For electric vehicles to continue with their increasing rates of predicted uptake, the challenge of local electricity network capacity at peak times needs to be overcome, and a new initiative is set to aid this situation: opening up data from local substations.
Currently, electricity network operators don’t have enough information about how much spare capacity there is on local electricity networks. This makes it difficult to know whether a cluster of EVs charging at peak times will push the demand over the limit. The OpenLV project will, for the first time, open up data from local substations, so that Distribution Network Operators (DNOs), and third parties such as businesses and academia, will have more information about whether networks can cope with rising EV numbers.
If the data highlights a potential capacity issue, then other initiatives could be implemented – such as smart charging, vehicle to grid technology, energy storage, or joining networks together – in preference to more costly and disruptive infrastructure reinforcement works.
The OpenLV project, led by project partners Western Power Distribution and EA Technology, is inviting the submission of ideas for how data from local electricity networks could be used to develop new apps – to help manage the charging of increasing numbers of EVs, as well as for other uses. At a time when the automotive and energy sectors are collaborating increasingly closely, the car industry and EV charging companies are invited to get involved in the OpenLV project.
A well-known case study relates to the opening up of data by Transport for London (TfL) to allow commercial organisations to develop apps to assist people with travelling across the capital. There are now hundreds of apps built on the back of TfL’s data, which reach millions of London transport users and deliver tens of millions in monetised time savings to its core customer base, all for relatively low investment.

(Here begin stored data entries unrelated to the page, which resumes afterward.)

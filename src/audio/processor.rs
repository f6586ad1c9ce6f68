//! # Frame Processor
//!
//! Turns an arbitrary stream of inbound byte chunks into fixed-duration PCM frames for the AI
//! pipeline. Network packets arrive in whatever sizes the peer chooses; the pipeline wants every
//! frame to be exactly `frame_size_bytes` long.
//!
//! ## Key Functions:
//! - **Chunk validation**: inbound chunks must be non-empty; odd lengths are fine because a sample may
//!   straddle two packets
//! - **Framing**: `next_frame()` hands out exact frames, keeping any remainder buffered
//! - **Streaming**: `frame_stream()` gives a pull-based sequence that ends on `stop()`
//! - **Load reporting**: `buffer_usage()` exposes how close the buffer is to overflowing

use crate::audio::buffer::BoundedByteBuffer;
use crate::config::AudioConfig;
use crate::error::StreamError;
use byteorder::{LittleEndian, ReadBytesExt, WriteBytesExt};
use futures_util::stream::{self, Stream};
use std::io::Cursor;
use std::sync::Arc;
use std::time::Duration;

/// Fixed-size framing on top of a [`BoundedByteBuffer`].
#[derive(Debug)]
pub struct FrameProcessor {
    buffer: BoundedByteBuffer,
    frame_size_bytes: usize,
    poll_interval: Duration,
}

impl FrameProcessor {
    /// Create a processor sized from the inbound audio settings.
    ///
    /// ## Example:
    /// 16 kHz, mono, 20 ms frames → 320 samples → 640 bytes per frame.
    pub fn new(config: &AudioConfig) -> Self {
        Self::with_frame_size(
            config.frame_size_bytes(),
            config.buffer_capacity_bytes,
            config.poll_interval(),
        )
    }

    pub fn with_frame_size(frame_size_bytes: usize, capacity_bytes: usize, poll_interval: Duration) -> Self {
        Self {
            buffer: BoundedByteBuffer::new(capacity_bytes),
            frame_size_bytes,
            poll_interval,
        }
    }

    /// Forward an inbound chunk to the buffer. `false` once stopped.
    pub fn add_frame(&self, bytes: Vec<u8>) -> bool {
        self.buffer.add(bytes)
    }

    /// Take one complete frame if enough bytes are buffered.
    pub fn next_frame(&self) -> Option<Vec<u8>> {
        self.buffer.take(self.frame_size_bytes)
    }

    /// Start a new lazy sequence of frames.
    ///
    /// Each call creates an independent cursor over the same buffer; every stream ends once
    /// [`FrameProcessor::stop`] has been called.
    pub fn frame_stream(self: &Arc<Self>) -> FrameStream {
        FrameStream {
            processor: Arc::clone(self),
        }
    }

    /// Stop the processor and release its buffer. Idempotent.
    pub fn stop(&self) {
        self.buffer.stop();
    }

    pub fn is_stopped(&self) -> bool {
        self.buffer.is_stopped()
    }

    /// Buffer fill level as a percentage of capacity (0.0 to 100.0).
    pub fn buffer_usage(&self) -> f64 {
        if self.buffer.capacity() == 0 || self.buffer.is_empty() {
            return 0.0;
        }
        self.buffer.len() as f64 / self.buffer.capacity() as f64 * 100.0
    }

    pub fn frame_size_bytes(&self) -> usize {
        self.frame_size_bytes
    }

    pub fn buffered_bytes(&self) -> usize {
        self.buffer.len()
    }
}

/// Pull-based frame sequence.
///
/// ## Usage:
/// - `try_next()` never waits, which lets tests step the sequence deterministically
/// - `next().await` suspends for the poll interval between attempts and returns `None` after stop
/// - `into_stream()` adapts it into a `futures::Stream`
#[derive(Debug)]
pub struct FrameStream {
    processor: Arc<FrameProcessor>,
}

impl FrameStream {
    pub fn try_next(&mut self) -> Option<Vec<u8>> {
        if self.processor.is_stopped() {
            return None;
        }
        self.processor.next_frame()
    }

    pub async fn next(&mut self) -> Option<Vec<u8>> {
        loop {
            if self.processor.is_stopped() {
                return None;
            }
            if let Some(frame) = self.try_next() {
                return Some(frame);
            }
            tokio::time::sleep(self.processor.poll_interval).await;
        }
    }

    pub fn into_stream(self) -> impl Stream<Item = Vec<u8>> + Send + 'static {
        stream::unfold(self, |mut frames| async move {
            let frame = frames.next().await?;
            Some((frame, frames))
        })
    }
}

/// Reject chunks that carry no audio.
///
/// Odd lengths are accepted: the buffer reassembles samples split across chunks.
pub fn validate_chunk(data: &[u8]) -> Result<(), StreamError> {
    if data.is_empty() {
        return Err(StreamError::audio("Audio chunk is empty"));
    }
    Ok(())
}

/// Decode little-endian 16-bit PCM bytes into samples. A trailing odd byte is ignored.
pub fn pcm_bytes_to_samples(data: &[u8]) -> Vec<i16> {
    let mut cursor = Cursor::new(data);
    let mut samples = Vec::with_capacity(data.len() / 2);
    while let Ok(sample) = cursor.read_i16::<LittleEndian>() {
        samples.push(sample);
    }
    samples
}

/// Encode samples as little-endian 16-bit PCM bytes.
pub fn samples_to_pcm_bytes(samples: &[i16]) -> Vec<u8> {
    let mut bytes = Vec::with_capacity(samples.len() * 2);
    for &sample in samples {
        // writing into a Vec cannot fail
        let _ = bytes.write_i16::<LittleEndian>(sample);
    }
    bytes
}

/// Zeroed 16-bit mono PCM covering `duration` at `sample_rate`.
pub fn silence(sample_rate: u32, duration: Duration) -> Vec<u8> {
    let samples = (sample_rate as u128 * duration.as_millis() / 1000) as usize;
    vec![0u8; samples * 2]
}

/// A sine tone as 16-bit mono PCM, with short linear fades so it starts and ends without a click.
pub fn tone(sample_rate: u32, frequency_hz: f64, duration: Duration) -> Vec<u8> {
    let total = (sample_rate as u128 * duration.as_millis() / 1000) as usize;
    let fade = (sample_rate as usize / 200).min(total / 2).max(1);
    let amplitude = i16::MAX as f64 * 0.25;

    let samples: Vec<i16> = (0..total)
        .map(|n| {
            let envelope = (n.min(total - 1 - n) as f64 / fade as f64).min(1.0);
            let phase = 2.0 * std::f64::consts::PI * frequency_hz * n as f64 / sample_rate as f64;
            (phase.sin() * amplitude * envelope) as i16
        })
        .collect();
    samples_to_pcm_bytes(&samples)
}

#[cfg(test)]
mod tests {
    use super::*;

    fn processor(frame: usize, capacity: usize) -> Arc<FrameProcessor> {
        Arc::new(FrameProcessor::with_frame_size(frame, capacity, Duration::from_millis(1)))
    }

    #[test]
    fn test_frame_size_from_config() {
        let config = crate::config::AppConfig::default();
        let processor = FrameProcessor::new(&config.audio);
        assert_eq!(processor.frame_size_bytes(), 640);
    }

    #[test]
    fn test_small_increments_yield_exact_frames() {
        let processor = processor(640, 64 * 1024);
        let frames_wanted = 7;
        let total = frames_wanted * 640;

        // feed in awkward 3-byte increments
        let data: Vec<u8> = (0..total).map(|i| (i % 251) as u8).collect();
        for piece in data.chunks(3) {
            assert!(processor.add_frame(piece.to_vec()));
        }

        let mut stream = processor.frame_stream();
        let mut frames = Vec::new();
        while let Some(frame) = stream.try_next() {
            assert_eq!(frame.len(), 640);
            frames.push(frame);
        }
        assert_eq!(frames.len(), frames_wanted);
        assert_eq!(frames.concat(), data);
    }

    #[test]
    fn test_partial_remainder_stays_buffered() {
        let processor = processor(4, 64);
        processor.add_frame(vec![1, 2, 3, 4, 5, 6]);
        assert_eq!(processor.next_frame(), Some(vec![1, 2, 3, 4]));
        assert_eq!(processor.next_frame(), None);
        assert_eq!(processor.buffered_bytes(), 2);

        processor.add_frame(vec![7, 8]);
        assert_eq!(processor.next_frame(), Some(vec![5, 6, 7, 8]));
    }

    #[test]
    fn test_buffer_usage_percentage() {
        let processor = processor(4, 200);
        processor.add_frame(vec![0; 50]);
        assert!((processor.buffer_usage() - 25.0).abs() < f64::EPSILON);
    }

    #[tokio::test(start_paused = true)]
    async fn test_stream_waits_for_data_then_ends_on_stop() {
        let processor = processor(4, 64);
        let mut stream = processor.frame_stream();

        let feeder = {
            let processor = Arc::clone(&processor);
            tokio::spawn(async move {
                tokio::time::sleep(Duration::from_millis(10)).await;
                processor.add_frame(vec![1, 2]);
                tokio::time::sleep(Duration::from_millis(10)).await;
                processor.add_frame(vec![3, 4]);
            })
        };

        assert_eq!(stream.next().await, Some(vec![1, 2, 3, 4]));
        feeder.await.unwrap();

        processor.stop();
        assert_eq!(stream.next().await, None);
        assert_eq!(stream.try_next(), None);
    }

    #[tokio::test(start_paused = true)]
    async fn test_each_frame_stream_call_is_a_fresh_cursor() {
        use futures_util::StreamExt;

        let processor = processor(2, 64);
        processor.add_frame(vec![1, 2, 3, 4]);

        let mut first = processor.frame_stream();
        assert_eq!(first.try_next(), Some(vec![1, 2]));
        drop(first);

        let mut second = Box::pin(processor.frame_stream().into_stream());
        assert_eq!(second.next().await, Some(vec![3, 4]));
        processor.stop();
        assert_eq!(second.next().await, None);
    }

    #[test]
    fn test_chunk_validation() {
        assert!(validate_chunk(&[0, 1, 2, 3]).is_ok());
        assert!(validate_chunk(&[]).is_err());
        assert!(validate_chunk(&[0, 1, 2]).is_ok());
        assert!(validate_chunk(&[7]).is_ok());
    }

    #[test]
    fn test_pcm_sample_conversion() {
        let samples = vec![0i16, 16384, -16384, 32767, -32768];
        let bytes = samples_to_pcm_bytes(&samples);
        assert_eq!(bytes.len(), 10);
        assert_eq!(&bytes[2..4], &16384i16.to_le_bytes());
        assert_eq!(pcm_bytes_to_samples(&bytes), samples);
    }

    #[test]
    fn test_tone_length_and_fades() {
        let pcm = tone(24000, 440.0, Duration::from_millis(100));
        assert_eq!(pcm.len(), 4800);

        let samples = pcm_bytes_to_samples(&pcm);
        assert_eq!(samples[0], 0);
        assert_eq!(*samples.last().unwrap(), 0);
        assert!(samples.iter().any(|&s| s > 4000));
    }

    #[test]
    fn test_silence_duration() {
        let frame = silence(24000, Duration::from_millis(20));
        assert_eq!(frame.len(), 960);
        assert!(frame.iter().all(|&b| b == 0));
    }
}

Mark Dale, Innovation Manager, Western Power Distribution, comments: “The OpenLV project is making local electricity network data ‘open access’ for the first ever time. This presents a great opportunity for smart thinking and innovation. We’re inviting people, ranging from community groups to industry stakeholders, to come up with novel ideas for apps that can make use of this data.”
Richard Potter, EA Technology’s OpenLV Project Manager, adds: “We’re at an exciting point where different sectors such as automotive, energy and IT have opportunities to come together to help the UK move towards a smart electricity grid. Innovative ideas about apps that could offer people benefits are welcomed from all sectors, as well as from the energy industry itself.”
The OpenLV project was launched at Western Power Distribution’s ‘Balancing Act’ event, which took place in London on 5 October 2017.